To elaborate on that answer a bit more, I think your confusion is coming from the fact that your definition of gauge symmetry is not correct. A gauge symmetry does not involve mixing up the wavefunctions of separate particles, it comes from making a change to the wavefunction of a single particle which has no physically observable consequences.

The gauge symmetry of electrodynamics is present even in classical field theory, so it helps to think about it there. If we have an electric and magnetic field $E$ and $B$, we know from Maxwell's Equations that they can be represented by a potential field $(\phi, A)$, where $E=-\nabla \phi - \frac{\partial A}{\partial t}$ and $B = \nabla \times A$. The gauge invariance of these equations means that we can modify the potentials in such a way that the electric and magnetic fields are unaffected, namely $A' = A + \nabla f$ and $\phi' = \phi - \frac{\partial f}{\partial t}$, for any scalar field $f$. You can check that making this substitution leads to potentials which give the exact same fields $E$ and $B$, so this substitution leads to physically measurable quantities which are the same. Therefore, there is no "right" choice of a potential field--all are equally valid.

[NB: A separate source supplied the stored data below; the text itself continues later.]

//! Topology model: instances, cluster views, topology snapshots and the
//! events that describe transitions between snapshots.

use std::collections::{BTreeMap, HashSet};
use std::sync::Arc;
use std::sync::atomic::{AtomicBool, Ordering};

use crate::TopologyError;

/// Instance metadata advertised to the topology.
pub type InstanceProperties = BTreeMap<String, String>;

/// One running process participating in the topology.
#[derive(Debug, Clone, PartialEq, Eq)]
pub struct InstanceDescription {
    sling_id: String,
    cluster_id: String,
    leader: bool,
    local: bool,
    properties: InstanceProperties,
}

impl InstanceDescription {
    pub fn new(sling_id: impl Into<String>) -> Self {
        Self {
            sling_id: sling_id.into(),
            cluster_id: String::new(),
            leader: false,
            local: false,
            properties: InstanceProperties::new(),
        }
    }

    pub fn with_leader(mut self, leader: bool) -> Self {
        self.leader = leader;
        self
    }

    pub fn with_local(mut self, local: bool) -> Self {
        self.local = local;
        self
    }

    pub fn with_properties(mut self, properties: InstanceProperties) -> Self {
        self.properties = properties;
        self
    }

    pub fn sling_id(&self) -> &str {
        &self.sling_id
    }

    /// Id of the cluster view this instance belongs to.
    pub fn cluster_id(&self) -> &str {
        &self.cluster_id
    }

    pub fn is_leader(&self) -> bool {
        self.leader
    }

    pub fn is_local(&self) -> bool {
        self.local
    }

    pub fn properties(&self) -> &InstanceProperties {
        &self.properties
    }

    pub fn property(&self, name: &str) -> Option<&str> {
        self.properties.get(name).map(String::as_str)
    }
}

/// A set of instances that can currently observe each other.
#[derive(Debug, Clone, PartialEq, Eq)]
pub struct ClusterView {
    id: String,
    instances: Vec<InstanceDescription>,
    leader: usize,
}

impl ClusterView {
    /// Build a cluster view. Exactly one instance must be leader and sling
    /// ids must be unique; instance order is kept as given.
    pub fn new(
        id: impl Into<String>,
        instances: Vec<InstanceDescription>,
    ) -> Result<Self, TopologyError> {
        let id = id.into();
        if instances.is_empty() {
            return Err(TopologyError::IllegalArgument(
                "cluster view must contain at least one instance",
            ));
        }
        let mut leaders = instances
            .iter()
            .enumerate()
            .filter(|(_, i)| i.leader)
            .map(|(pos, _)| pos);
        let leader = leaders.next().ok_or(TopologyError::IllegalArgument(
            "cluster view must have a leader",
        ))?;
        if leaders.next().is_some() {
            return Err(TopologyError::IllegalArgument(
                "cluster view must have exactly one leader",
            ));
        }
        let mut seen = HashSet::new();
        if !instances.iter().all(|i| seen.insert(i.sling_id.clone())) {
            return Err(TopologyError::IllegalArgument(
                "cluster view contains duplicate instances",
            ));
        }
        let instances = instances
            .into_iter()
            .map(|mut instance| {
                instance.cluster_id = id.clone();
                instance
            })
            .collect();
        Ok(Self {
            id,
            instances,
            leader,
        })
    }

    pub fn id(&self) -> &str {
        &self.id
    }

    pub fn instances(&self) -> &[InstanceDescription] {
        &self.instances
    }

    pub fn leader(&self) -> &InstanceDescription {
        &self.instances[self.leader]
    }

    pub fn find(&self, sling_id: &str) -> Option<&InstanceDescription> {
        self.instances.iter().find(|i| i.sling_id == sling_id)
    }

    fn same_membership(&self, other: &ClusterView) -> bool {
        self.id == other.id
            && self.leader().sling_id == other.leader().sling_id
            && self.instances.len() == other.instances.len()
            && self
                .instances
                .iter()
                .zip(&other.instances)
                .all(|(a, b)| a.sling_id == b.sling_id && a.local == b.local)
    }
}

/// Snapshot of the whole topology at one point in time.
#[derive(Debug)]
pub struct TopologyView {
    current: AtomicBool,
    clusters: Vec<ClusterView>,
    local: (usize, usize),
}

impl TopologyView {
    /// Build a current topology snapshot. Every instance must appear in
    /// exactly one cluster and exactly one instance must be local.
    pub fn new(clusters: Vec<ClusterView>) -> Result<Self, TopologyError> {
        let mut seen = HashSet::new();
        let mut local = None;
        for (c, cluster) in clusters.iter().enumerate() {
            for (i, instance) in cluster.instances.iter().enumerate() {
                if !seen.insert(instance.sling_id.as_str()) {
                    return Err(TopologyError::IllegalArgument(
                        "instance belongs to more than one cluster view",
                    ));
                }
                if instance.local {
                    if local.is_some() {
                        return Err(TopologyError::IllegalArgument(
                            "topology view has more than one local instance",
                        ));
                    }
                    local = Some((c, i));
                }
            }
        }
        let local = local.ok_or(TopologyError::NoLocalInstance)?;
        Ok(Self {
            current: AtomicBool::new(true),
            clusters,
            local,
        })
    }

    /// Whether this snapshot is still the valid one.
    pub fn is_current(&self) -> bool {
        self.current.load(Ordering::Acquire)
    }

    /// Mark the snapshot as outdated. There is no way back.
    pub fn set_not_current(&self) {
        self.current.store(false, Ordering::Release);
    }

    pub fn clusters(&self) -> &[ClusterView] {
        &self.clusters
    }

    pub fn instances(&self) -> impl Iterator<Item = &InstanceDescription> {
        self.clusters.iter().flat_map(|c| c.instances.iter())
    }

    pub fn local_instance(&self) -> &InstanceDescription {
        &self.clusters[self.local.0].instances[self.local.1]
    }

    pub fn local_cluster(&self) -> &ClusterView {
        &self.clusters[self.local.0]
    }

    pub fn is_local_leader(&self) -> bool {
        self.local_instance().leader
    }

    pub fn find_instance(&self, sling_id: &str) -> Option<&InstanceDescription> {
        self.instances().find(|i| i.sling_id == sling_id)
    }

    /// True when both views have the same clusters, members and leaders.
    pub fn same_membership(&self, other: &TopologyView) -> bool {
        self.clusters.len() == other.clusters.len()
            && self
                .clusters
                .iter()
                .zip(&other.clusters)
                .all(|(a, b)| a.same_membership(b))
    }

    /// True when membership is identical but some instance property differs.
    pub fn differs_only_in_properties(&self, other: &TopologyView) -> bool {
        self.same_membership(other) && self.clusters != other.clusters
    }
}

impl PartialEq for TopologyView {
    fn eq(&self, other: &Self) -> bool {
        self.clusters == other.clusters
    }
}

impl Eq for TopologyView {}

/// Kind of topology transition.
#[derive(Debug, Clone, Copy, PartialEq, Eq, Hash)]
pub enum TopologyEventKind {
    TopologyInit,
    TopologyChanging,
    TopologyChanged,
    PropertiesChanged,
}

impl std::fmt::Display for TopologyEventKind {
    fn fmt(&self, f: &mut std::fmt::Formatter<'_>) -> std::fmt::Result {
        match self {
            TopologyEventKind::TopologyInit => write!(f, "TOPOLOGY_INIT"),
            TopologyEventKind::TopologyChanging => write!(f, "TOPOLOGY_CHANGING"),
            TopologyEventKind::TopologyChanged => write!(f, "TOPOLOGY_CHANGED"),
            TopologyEventKind::PropertiesChanged => write!(f, "PROPERTIES_CHANGED"),
        }
    }
}

/// Immutable notification of a transition between two snapshots.
#[derive(Debug, Clone)]
pub struct TopologyEvent {
    kind: TopologyEventKind,
    old_view: Option<Arc<TopologyView>>,
    new_view: Option<Arc<TopologyView>>,
}

impl TopologyEvent {
    pub fn new(
        kind: TopologyEventKind,
        old_view: Option<Arc<TopologyView>>,
        new_view: Option<Arc<TopologyView>>,
    ) -> Result<Self, TopologyError> {
        match kind {
            TopologyEventKind::TopologyInit => {
                if old_view.is_some() {
                    return Err(TopologyError::IllegalArgument(
                        "TOPOLOGY_INIT must not have an old view",
                    ));
                }
                if new_view.is_none() {
                    return Err(TopologyError::IllegalArgument(
                        "TOPOLOGY_INIT must have a new view",
                    ));
                }
            }
            TopologyEventKind::TopologyChanging => {
                if old_view.is_none() {
                    return Err(TopologyError::IllegalArgument(
                        "TOPOLOGY_CHANGING must have an old view",
                    ));
                }
                if new_view.is_some() {
                    return Err(TopologyError::IllegalArgument(
                        "TOPOLOGY_CHANGING must not have a new view",
                    ));
                }
            }
            TopologyEventKind::TopologyChanged | TopologyEventKind::PropertiesChanged => {
                if old_view.is_none() || new_view.is_none() {
                    return Err(TopologyError::IllegalArgument(
                        "event requires both an old and a new view",
                    ));
                }
            }
        }
        Ok(Self {
            kind,
            old_view,
            new_view,
        })
    }

    pub fn init(new_view: Arc<TopologyView>) -> Self {
        Self {
            kind: TopologyEventKind::TopologyInit,
            old_view: None,
            new_view: Some(new_view),
        }
    }

    pub fn changing(old_view: Arc<TopologyView>) -> Self {
        Self {
            kind: TopologyEventKind::TopologyChanging,
            old_view: Some(old_view),
            new_view: None,
        }
    }

    pub fn changed(old_view: Arc<TopologyView>, new_view: Arc<TopologyView>) -> Self {
        Self {
            kind: TopologyEventKind::TopologyChanged,
            old_view: Some(old_view),
            new_view: Some(new_view),
        }
    }

    pub fn properties_changed(old_view: Arc<TopologyView>, new_view: Arc<TopologyView>) -> Self {
        Self {
            kind: TopologyEventKind::PropertiesChanged,
            old_view: Some(old_view),
            new_view: Some(new_view),
        }
    }

    pub fn kind(&self) -> TopologyEventKind {
        self.kind
    }

    pub fn old_view(&self) -> Option<&Arc<TopologyView>> {
        self.old_view.as_ref()
    }

    pub fn new_view(&self) -> Option<&Arc<TopologyView>> {
        self.new_view.as_ref()
    }

    /// Instances present in the new view but not in the old one.
    pub fn added_instances(&self) -> Vec<&InstanceDescription> {
        match (&self.old_view, &self.new_view) {
            (Some(old), Some(new)) => new
                .instances()
                .filter(|i| old.find_instance(i.sling_id()).is_none())
                .collect(),
            (None, Some(new)) => new.instances().collect(),
            _ => Vec::new(),
        }
    }

    /// Instances present in the old view but gone from the new one.
    pub fn removed_instances(&self) -> Vec<&InstanceDescription> {
        match (&self.old_view, &self.new_view) {
            (Some(old), Some(new)) => old
                .instances()
                .filter(|i| new.find_instance(i.sling_id()).is_none())
                .collect(),
            _ => Vec::new(),
        }
    }
}

impl std::fmt::Display for TopologyEvent {
    fn fmt(&self, f: &mut std::fmt::Formatter<'_>) -> std::fmt::Result {
        let count = |v: &Option<Arc<TopologyView>>| v.as_ref().map_or(0, |v| v.instances().count());
        write!(
            f,
            "{} (old: {} instances, new: {} instances)",
            self.kind,
            count(&self.old_view),
            count(&self.new_view)
        )
    }
}

/// Receives topology events. Called synchronously by the view manager; a
/// panicking listener is logged and skipped.
pub trait TopologyEventListener: Send + Sync + 'static {
    fn handle_topology_event(&self, event: &TopologyEvent);
}

/// Supplies values for advertised instance properties.
pub trait PropertyProvider: Send + Sync + 'static {
    fn property(&self, name: &str) -> Option<String>;
}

This should also make it clear that the gauge invariance does not require the existence of electrons, or vice versa--in this case, we're talking about the invariance only of the photon field, and are making no reference to a coupling between it and any other type of particle. This holds in quantum theory as well--you could create a free field theory of massless photons, which are gauge invariant without any connection to any other species of particle.

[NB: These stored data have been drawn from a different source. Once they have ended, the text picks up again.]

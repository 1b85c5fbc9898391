//! Actor system for the relay job engine.
//!
//! This crate provides the Ractor-based actor system that persists,
//! dispatches and retries jobs, plus the consumer registry and the
//! reference job stores.
//!
//! # Architecture
//!
//! - `Supervisor` - Top-level actor that spawns and restarts queue actors
//! - `QueueActor` - Owns one queue's jobs and pushes them to its workers
//! - `WorkerActor` - Runs a consumer for one job at a time
//! - `JobManager` - Facade used by producers and consumer registrants
//!
//! # Usage
//!
//! ```ignore
//! use relay_actors::{EngineConfig, JobManager, MemoryJobStore, job_consumer};
//!
//! let manager = JobManager::start(EngineConfig::default(), Arc::new(MemoryJobStore::new())).await?;
//! manager.register_consumer("mail/send", job_consumer!(|job| JobResult::Ok))?;
//! manager.add("mail/send", None, JobProperties::new()).await?;
//! ```

mod config;
mod consumer;
mod manager;
mod messages;
mod persistence;
mod queue_actor;
pub mod registry;
mod store;
mod supervisor;
mod worker_actor;

pub use config::EngineConfig;
pub use consumer::{
    CONSUMER_TOPICS_PROPERTY, ConsumerFuture, ConsumerHandle, ConsumerRegistry,
    ConsumerTopicsProvider, FnConsumer, JobConsumer, StopSignal,
};
pub use manager::{JobManager, LeadershipListener};
pub use messages::{QueueMessage, SupervisorMessage, WorkerMessage};
pub use persistence::FileJobStore;
pub use queue_actor::{QueueActor, QueueActorArgs};
pub use registry::QueueRegistry;
pub use store::MemoryJobStore;
pub use supervisor::{Supervisor, SupervisorArgs, start_supervisor};
pub use worker_actor::{WorkerActor, WorkerArgs};

/// Re-export core types used by consumers.
pub use relay_core::{Job, JobResult};

/// Re-export ractor types for convenience.
pub use ractor::{Actor, ActorRef, RpcReplyPort, concurrency};
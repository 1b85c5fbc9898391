//! Wiring of the job engine and topology discovery for one instance.

use std::sync::Arc;

use relay_actors::{
    CONSUMER_TOPICS_PROPERTY, ConsumerHandle, FileJobStore, JobConsumer, JobManager,
    MemoryJobStore,
};
use relay_core::{JobError, JobStore, StoreError, TopologyError};
use relay_db::{DbError, SurrealJobStore};
use relay_discovery::StandaloneDiscovery;
use thiserror::Error;

use crate::{NodeConfig, StoreConfig};

#[derive(Debug, Error)]
pub enum NodeError {
    #[error(transparent)]
    Job(#[from] JobError),
    #[error(transparent)]
    Topology(#[from] TopologyError),
    #[error(transparent)]
    Store(#[from] StoreError),
    #[error(transparent)]
    Db(#[from] DbError),
}

/// A running instance: job engine plus its topology.
///
/// The engine follows the topology's leadership and the topology advertises
/// the engine's consumer topics.
pub struct Node {
    manager: JobManager,
    discovery: Arc<StandaloneDiscovery>,
}

impl Node {
    pub async fn start(config: NodeConfig) -> Result<Self, NodeError> {
        let store = open_store(&config.store).await?;
        let manager = JobManager::start(config.engine, store).await?;

        let discovery = Arc::new(
            StandaloneDiscovery::new(config.sling_id).with_properties(config.properties),
        );
        discovery.bind(Arc::new(manager.leadership_listener()));
        discovery.add_provider(
            Arc::new(manager.topics_provider()),
            0,
            vec![CONSUMER_TOPICS_PROPERTY.to_string()],
        )?;
        discovery.start()?;

        tracing::info!("Node {} started", discovery.sling_id());
        Ok(Self { manager, discovery })
    }

    pub fn manager(&self) -> &JobManager {
        &self.manager
    }

    pub fn discovery(&self) -> &Arc<StandaloneDiscovery> {
        &self.discovery
    }

    /// Register a consumer and republish the advertised topics.
    pub fn register_consumer<C: JobConsumer>(
        &self,
        pattern: &str,
        consumer: C,
    ) -> Result<ConsumerHandle, NodeError> {
        let handle = self.manager.register_consumer(pattern, consumer)?;
        self.discovery.refresh_properties()?;
        Ok(handle)
    }

    pub fn unregister_consumer(&self, handle: &ConsumerHandle) -> Result<bool, NodeError> {
        let removed = self.manager.unregister_consumer(handle);
        if removed {
            self.discovery.refresh_properties()?;
        }
        Ok(removed)
    }

    /// Leave the topology, then stop the engine.
    pub async fn shutdown(self) -> Result<(), NodeError> {
        self.discovery.stop();
        self.manager.shutdown().await?;
        Ok(())
    }
}

async fn open_store(config: &StoreConfig) -> Result<Arc<dyn JobStore>, NodeError> {
    let store: Arc<dyn JobStore> = match config {
        StoreConfig::Memory => {
            tracing::warn!("Using in-memory job store; jobs will not survive a restart");
            Arc::new(MemoryJobStore::new())
        }
        StoreConfig::File { path } => {
            let store = FileJobStore::new(path);
            store.init().await?;
            tracing::info!("Using file job store at {}", path.display());
            Arc::new(store)
        }
        StoreConfig::Surreal(db) => {
            let db = relay_db::init(db).await?;
            Arc::new(SurrealJobStore::new(db))
        }
    };
    Ok(store)
}
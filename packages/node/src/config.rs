//! Node configuration.

use std::path::{Path, PathBuf};

use relay_actors::EngineConfig;
use relay_core::InstanceProperties;
use relay_db::DbConfig;
use serde::Deserialize;
use thiserror::Error;
use ulid::Ulid;

/// Environment variable overriding the instance id.
pub const ENV_SLING_ID: &str = "RELAY_SLING_ID";
/// Environment variable overriding the store location.
pub const ENV_STORE_PATH: &str = "RELAY_STORE_PATH";

#[derive(Debug, Error)]
pub enum ConfigError {
    #[error("cannot read {path}: {source}")]
    Read {
        path: PathBuf,
        source: std::io::Error,
    },
    #[error("invalid config {path}: {source}")]
    Parse {
        path: PathBuf,
        source: serde_json::Error,
    },
}

/// Where jobs are persisted.
#[derive(Debug, Clone, Default, PartialEq, Eq, Deserialize)]
#[serde(tag = "kind", rename_all = "snake_case")]
pub enum StoreConfig {
    /// Process memory; jobs are lost on restart.
    #[default]
    Memory,
    /// One JSON file per job under `path`.
    File { path: PathBuf },
    /// SurrealDB.
    Surreal(DbConfig),
}

/// Configuration of one relay node.
#[derive(Debug, Clone, PartialEq, Deserialize)]
#[serde(default)]
pub struct NodeConfig {
    /// Unique id of this instance. Generated when not configured.
    pub sling_id: String,
    pub store: StoreConfig,
    pub engine: EngineConfig,
    /// Instance properties published in the topology.
    pub properties: InstanceProperties,
}

impl Default for NodeConfig {
    fn default() -> Self {
        Self {
            sling_id: Ulid::new().to_string(),
            store: StoreConfig::default(),
            engine: EngineConfig::default(),
            properties: InstanceProperties::new(),
        }
    }
}

impl NodeConfig {
    /// Read a JSON config file. Missing fields take their defaults.
    pub fn from_file(path: impl AsRef<Path>) -> Result<Self, ConfigError> {
        let path = path.as_ref();
        let raw = std::fs::read_to_string(path).map_err(|source| ConfigError::Read {
            path: path.to_path_buf(),
            source,
        })?;
        serde_json::from_str(&raw).map_err(|source| ConfigError::Parse {
            path: path.to_path_buf(),
            source,
        })
    }

    /// Load from `path` if given, otherwise defaults; then apply `RELAY_*`
    /// environment overrides.
    pub fn load(path: Option<&Path>) -> Result<Self, ConfigError> {
        let config = match path {
            Some(path) => Self::from_file(path)?,
            None => Self::default(),
        };
        Ok(config.with_overrides(|name| std::env::var(name).ok()))
    }

    /// Apply overrides looked up by variable name.
    ///
    /// A store path switches a memory store to a file store; for SurrealDB
    /// it becomes a file-backed endpoint.
    pub fn with_overrides(mut self, lookup: impl Fn(&str) -> Option<String>) -> Self {
        if let Some(sling_id) = lookup(ENV_SLING_ID).filter(|s| !s.is_empty()) {
            self.sling_id = sling_id;
        }
        if let Some(path) = lookup(ENV_STORE_PATH).filter(|s| !s.is_empty()) {
            self.store = match self.store {
                StoreConfig::Memory | StoreConfig::File { .. } => StoreConfig::File {
                    path: PathBuf::from(path),
                },
                StoreConfig::Surreal(db) => StoreConfig::Surreal(DbConfig {
                    endpoint: DbConfig::file(path).endpoint,
                    ..db
                }),
            };
        }
        self
    }

    pub fn with_sling_id(mut self, sling_id: impl Into<String>) -> Self {
        self.sling_id = sling_id.into();
        self
    }

    pub fn with_store(mut self, store: StoreConfig) -> Self {
        self.store = store;
        self
    }

    pub fn with_engine(mut self, engine: EngineConfig) -> Self {
        self.engine = engine;
        self
    }

    pub fn with_property(mut self, name: impl Into<String>, value: impl Into<String>) -> Self {
        self.properties.insert(name.into(), value.into());
        self
    }
}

However, what you might be thinking about, which is somewhat related, is the U(1) symmetry of electrons. This symmetry essentially says that it doesn't matter what you call an electron and what you call a positron. You can make a linear superposition of an electron and a positron, and call this new combination an "electron", and the new field will still obey the same equations of motion. This is referred to as an "internal" symmetry, and by Noether's Theorem, it leads to a conserved quantity--in this case, the conservation of electron number (also known as electric charge).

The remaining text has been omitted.